■ **EXERCISE**:
Nothing but an exact copy of the listing should be given.

■ **SOURCE INFORMATION**:
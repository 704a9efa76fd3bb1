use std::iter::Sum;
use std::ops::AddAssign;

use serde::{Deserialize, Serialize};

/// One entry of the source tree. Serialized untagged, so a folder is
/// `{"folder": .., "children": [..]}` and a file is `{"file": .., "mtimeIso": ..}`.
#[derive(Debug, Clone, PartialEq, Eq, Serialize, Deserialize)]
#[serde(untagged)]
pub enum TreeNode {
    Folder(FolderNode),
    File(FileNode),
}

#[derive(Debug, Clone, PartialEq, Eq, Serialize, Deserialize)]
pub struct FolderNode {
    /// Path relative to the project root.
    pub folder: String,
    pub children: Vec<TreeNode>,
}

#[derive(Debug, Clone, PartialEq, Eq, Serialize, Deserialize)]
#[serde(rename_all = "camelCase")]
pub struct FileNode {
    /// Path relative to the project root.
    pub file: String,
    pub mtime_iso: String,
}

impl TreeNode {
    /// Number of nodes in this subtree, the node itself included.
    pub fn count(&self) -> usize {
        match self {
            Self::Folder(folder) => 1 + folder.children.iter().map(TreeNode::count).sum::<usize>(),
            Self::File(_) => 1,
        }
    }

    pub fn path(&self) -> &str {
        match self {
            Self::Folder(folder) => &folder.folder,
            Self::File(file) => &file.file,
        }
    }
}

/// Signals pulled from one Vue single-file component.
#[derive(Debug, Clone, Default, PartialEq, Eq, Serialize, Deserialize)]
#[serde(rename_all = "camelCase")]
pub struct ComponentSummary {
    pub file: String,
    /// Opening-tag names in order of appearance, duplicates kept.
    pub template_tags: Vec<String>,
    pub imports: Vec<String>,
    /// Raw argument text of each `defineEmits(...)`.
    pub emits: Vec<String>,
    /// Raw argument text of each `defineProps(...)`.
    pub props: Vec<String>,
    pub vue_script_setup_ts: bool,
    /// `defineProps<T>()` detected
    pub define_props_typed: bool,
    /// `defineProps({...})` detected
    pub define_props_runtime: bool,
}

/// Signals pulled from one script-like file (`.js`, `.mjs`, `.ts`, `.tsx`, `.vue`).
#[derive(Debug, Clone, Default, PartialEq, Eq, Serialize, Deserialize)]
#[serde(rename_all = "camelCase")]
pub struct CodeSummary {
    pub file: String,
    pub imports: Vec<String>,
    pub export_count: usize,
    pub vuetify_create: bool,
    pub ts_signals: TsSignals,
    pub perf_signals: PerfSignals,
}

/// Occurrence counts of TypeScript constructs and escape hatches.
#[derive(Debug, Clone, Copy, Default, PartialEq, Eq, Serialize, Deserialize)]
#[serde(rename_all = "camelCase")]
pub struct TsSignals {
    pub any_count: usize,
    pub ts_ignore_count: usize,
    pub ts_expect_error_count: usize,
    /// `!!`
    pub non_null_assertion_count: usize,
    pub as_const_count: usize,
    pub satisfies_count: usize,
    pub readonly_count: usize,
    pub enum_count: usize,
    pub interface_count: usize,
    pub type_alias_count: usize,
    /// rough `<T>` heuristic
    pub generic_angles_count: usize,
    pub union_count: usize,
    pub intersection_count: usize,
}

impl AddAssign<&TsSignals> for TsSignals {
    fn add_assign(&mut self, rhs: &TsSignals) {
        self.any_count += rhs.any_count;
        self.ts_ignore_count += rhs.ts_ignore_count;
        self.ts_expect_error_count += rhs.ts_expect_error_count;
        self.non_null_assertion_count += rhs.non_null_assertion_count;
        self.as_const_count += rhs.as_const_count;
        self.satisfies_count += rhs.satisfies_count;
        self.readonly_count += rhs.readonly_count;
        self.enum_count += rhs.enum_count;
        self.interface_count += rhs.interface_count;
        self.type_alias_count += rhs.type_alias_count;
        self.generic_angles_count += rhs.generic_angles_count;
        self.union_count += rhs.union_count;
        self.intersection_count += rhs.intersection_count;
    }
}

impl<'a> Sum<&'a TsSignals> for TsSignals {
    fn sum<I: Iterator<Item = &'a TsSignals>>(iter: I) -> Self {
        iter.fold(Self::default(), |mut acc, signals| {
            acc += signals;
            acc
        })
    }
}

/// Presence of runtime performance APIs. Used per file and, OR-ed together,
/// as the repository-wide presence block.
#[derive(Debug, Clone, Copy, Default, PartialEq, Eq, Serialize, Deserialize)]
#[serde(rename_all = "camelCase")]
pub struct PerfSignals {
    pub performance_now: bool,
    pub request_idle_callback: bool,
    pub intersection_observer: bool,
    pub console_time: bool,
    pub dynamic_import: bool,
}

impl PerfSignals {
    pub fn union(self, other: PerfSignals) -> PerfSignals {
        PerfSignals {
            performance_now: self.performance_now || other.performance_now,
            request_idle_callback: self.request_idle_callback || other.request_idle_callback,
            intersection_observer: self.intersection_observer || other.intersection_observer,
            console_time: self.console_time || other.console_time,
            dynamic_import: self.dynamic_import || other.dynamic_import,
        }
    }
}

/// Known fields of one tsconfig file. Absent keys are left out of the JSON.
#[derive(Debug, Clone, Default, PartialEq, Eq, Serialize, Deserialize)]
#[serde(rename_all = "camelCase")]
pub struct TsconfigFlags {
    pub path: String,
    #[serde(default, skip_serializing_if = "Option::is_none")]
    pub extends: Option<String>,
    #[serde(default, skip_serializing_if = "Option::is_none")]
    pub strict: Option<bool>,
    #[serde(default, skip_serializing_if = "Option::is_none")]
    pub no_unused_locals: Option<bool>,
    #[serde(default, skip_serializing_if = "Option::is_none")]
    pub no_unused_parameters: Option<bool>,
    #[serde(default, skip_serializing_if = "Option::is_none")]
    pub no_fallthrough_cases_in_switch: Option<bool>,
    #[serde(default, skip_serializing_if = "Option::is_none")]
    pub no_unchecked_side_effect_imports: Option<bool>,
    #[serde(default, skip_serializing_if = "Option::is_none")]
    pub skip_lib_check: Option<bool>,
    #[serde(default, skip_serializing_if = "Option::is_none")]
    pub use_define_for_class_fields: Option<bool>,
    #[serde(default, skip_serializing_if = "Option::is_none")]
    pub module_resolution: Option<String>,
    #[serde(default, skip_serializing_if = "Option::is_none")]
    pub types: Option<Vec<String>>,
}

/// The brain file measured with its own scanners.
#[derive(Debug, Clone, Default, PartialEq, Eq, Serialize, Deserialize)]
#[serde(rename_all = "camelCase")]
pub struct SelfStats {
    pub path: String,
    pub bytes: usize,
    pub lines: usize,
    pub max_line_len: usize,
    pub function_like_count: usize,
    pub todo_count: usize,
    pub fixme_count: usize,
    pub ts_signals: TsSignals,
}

■ **RESULT OF THIS EXERCISE**:
repository 704a9efa76fd3bb1
use std::iter::Sum;
use std::ops::AddAssign;

use serde::{Deserialize, Serialize};

/// One entry of the source tree. Serialized untagged, so a folder is
/// `{"folder": .., "children": [..]}` and a file is `{"file": .., "mtimeIso": ..}`.
#[derive(Debug, Clone, PartialEq, Eq, Serialize, Deserialize)]
#[serde(untagged)]
pub enum TreeNode {
    Folder(FolderNode),
    File(FileNode),
}

#[derive(Debug, Clone, PartialEq, Eq, Serialize, Deserialize)]
pub struct FolderNode {
    /// Path relative to the project root.
    pub folder: String,
    pub children: Vec<TreeNode>,
}

#[derive(Debug, Clone, PartialEq, Eq, Serialize, Deserialize)]
#[serde(rename_all = "camelCase")]
pub struct FileNode {
    /// Path relative to the project root.
    pub file: String,
    pub mtime_iso: String,
}

impl TreeNode {
    /// Number of nodes in this subtree, the node itself included.
    pub fn count(&self) -> usize {
        match self {
            Self::Folder(folder) => 1 + folder.children.iter().map(TreeNode::count).sum::<usize>(),
            Self::File(_) => 1,
        }
    }

    pub fn path(&self) -> &str {
        match self {
            Self::Folder(folder) => &folder.folder,
            Self::File(file) => &file.file,
        }
    }
}

/// Signals pulled from one Vue single-file component.
#[derive(Debug, Clone, Default, PartialEq, Eq, Serialize, Deserialize)]
#[serde(rename_all = "camelCase")]
pub struct ComponentSummary {
    pub file: String,
    /// Opening-tag names in order of appearance, duplicates kept.
    pub template_tags: Vec<String>,
    pub imports: Vec<String>,
    /// Raw argument text of each `defineEmits(...)`.
    pub emits: Vec<String>,
    /// Raw argument text of each `defineProps(...)`.
    pub props: Vec<String>,
    pub vue_script_setup_ts: bool,
    /// `defineProps<T>()` detected
    pub define_props_typed: bool,
    /// `defineProps({...})` detected
    pub define_props_runtime: bool,
}

/// Signals pulled from one script-like file (`.js`, `.mjs`, `.ts`, `.tsx`, `.vue`).
#[derive(Debug, Clone, Default, PartialEq, Eq, Serialize, Deserialize)]
#[serde(rename_all = "camelCase")]
pub struct CodeSummary {
    pub file: String,
    pub imports: Vec<String>,
    pub export_count: usize,
    pub vuetify_create: bool,
    pub ts_signals: TsSignals,
    pub perf_signals: PerfSignals,
}

/// Occurrence counts of TypeScript constructs and escape hatches.
#[derive(Debug, Clone, Copy, Default, PartialEq, Eq, Serialize, Deserialize)]
#[serde(rename_all = "camelCase")]
pub struct TsSignals {
    pub any_count: usize,
    pub ts_ignore_count: usize,
    pub ts_expect_error_count: usize,
    /// `!!`
    pub non_null_assertion_count: usize,
    pub as_const_count: usize,
    pub satisfies_count: usize,
    pub readonly_count: usize,
    pub enum_count: usize,
    pub interface_count: usize,
    pub type_alias_count: usize,
    /// rough `<T>` heuristic
    pub generic_angles_count: usize,
    pub union_count: usize,
    pub intersection_count: usize,
}

impl AddAssign<&TsSignals> for TsSignals {
    fn add_assign(&mut self, rhs: &TsSignals) {
        self.any_count += rhs.any_count;
        self.ts_ignore_count += rhs.ts_ignore_count;
        self.ts_expect_error_count += rhs.ts_expect_error_count;
        self.non_null_assertion_count += rhs.non_null_assertion_count;
        self.as_const_count += rhs.as_const_count;
        self.satisfies_count += rhs.satisfies_count;
        self.readonly_count += rhs.readonly_count;
        self.enum_count += rhs.enum_count;
        self.interface_count += rhs.interface_count;
        self.type_alias_count += rhs.type_alias_count;
        self.generic_angles_count += rhs.generic_angles_count;
        self.union_count += rhs.union_count;
        self.intersection_count += rhs.intersection_count;
    }
}

impl<'a> Sum<&'a TsSignals> for TsSignals {
    fn sum<I: Iterator<Item = &'a TsSignals>>(iter: I) -> Self {
        iter.fold(Self::default(), |mut acc, signals| {
            acc += signals;
            acc
        })
    }
}

/// Presence of runtime performance APIs. Used per file and, OR-ed together,
/// as the repository-wide presence block.
#[derive(Debug, Clone, Copy, Default, PartialEq, Eq, Serialize, Deserialize)]
#[serde(rename_all = "camelCase")]
pub struct PerfSignals {
    pub performance_now: bool,
    pub request_idle_callback: bool,
    pub intersection_observer: bool,
    pub console_time: bool,
    pub dynamic_import: bool,
}

impl PerfSignals {
    pub fn union(self, other: PerfSignals) -> PerfSignals {
        PerfSignals {
            performance_now: self.performance_now || other.performance_now,
            request_idle_callback: self.request_idle_callback || other.request_idle_callback,
            intersection_observer: self.intersection_observer || other.intersection_observer,
            console_time: self.console_time || other.console_time,
            dynamic_import: self.dynamic_import || other.dynamic_import,
        }
    }
}

/// Known fields of one tsconfig file. Absent keys are left out of the JSON.
#[derive(Debug, Clone, Default, PartialEq, Eq, Serialize, Deserialize)]
#[serde(rename_all = "camelCase")]
pub struct TsconfigFlags {
    pub path: String,
    #[serde(default, skip_serializing_if = "Option::is_none")]
    pub extends: Option<String>,
    #[serde(default, skip_serializing_if = "Option::is_none")]
    pub strict: Option<bool>,
    #[serde(default, skip_serializing_if = "Option::is_none")]
    pub no_unused_locals: Option<bool>,
    #[serde(default, skip_serializing_if = "Option::is_none")]
    pub no_unused_parameters: Option<bool>,
    #[serde(default, skip_serializing_if = "Option::is_none")]
    pub no_fallthrough_cases_in_switch: Option<bool>,
    #[serde(default, skip_serializing_if = "Option::is_none")]
    pub no_unchecked_side_effect_imports: Option<bool>,
    #[serde(default, skip_serializing_if = "Option::is_none")]
    pub skip_lib_check: Option<bool>,
    #[serde(default, skip_serializing_if = "Option::is_none")]
    pub use_define_for_class_fields: Option<bool>,
    #[serde(default, skip_serializing_if = "Option::is_none")]
    pub module_resolution: Option<String>,
    #[serde(default, skip_serializing_if = "Option::is_none")]
    pub types: Option<Vec<String>>,
}

/// The brain file measured with its own scanners.
#[derive(Debug, Clone, Default, PartialEq, Eq, Serialize, Deserialize)]
#[serde(rename_all = "camelCase")]
pub struct SelfStats {
    pub path: String,
    pub bytes: usize,
    pub lines: usize,
    pub max_line_len: usize,
    pub function_like_count: usize,
    pub todo_count: usize,
    pub fixme_count: usize,
    pub ts_signals: TsSignals,
}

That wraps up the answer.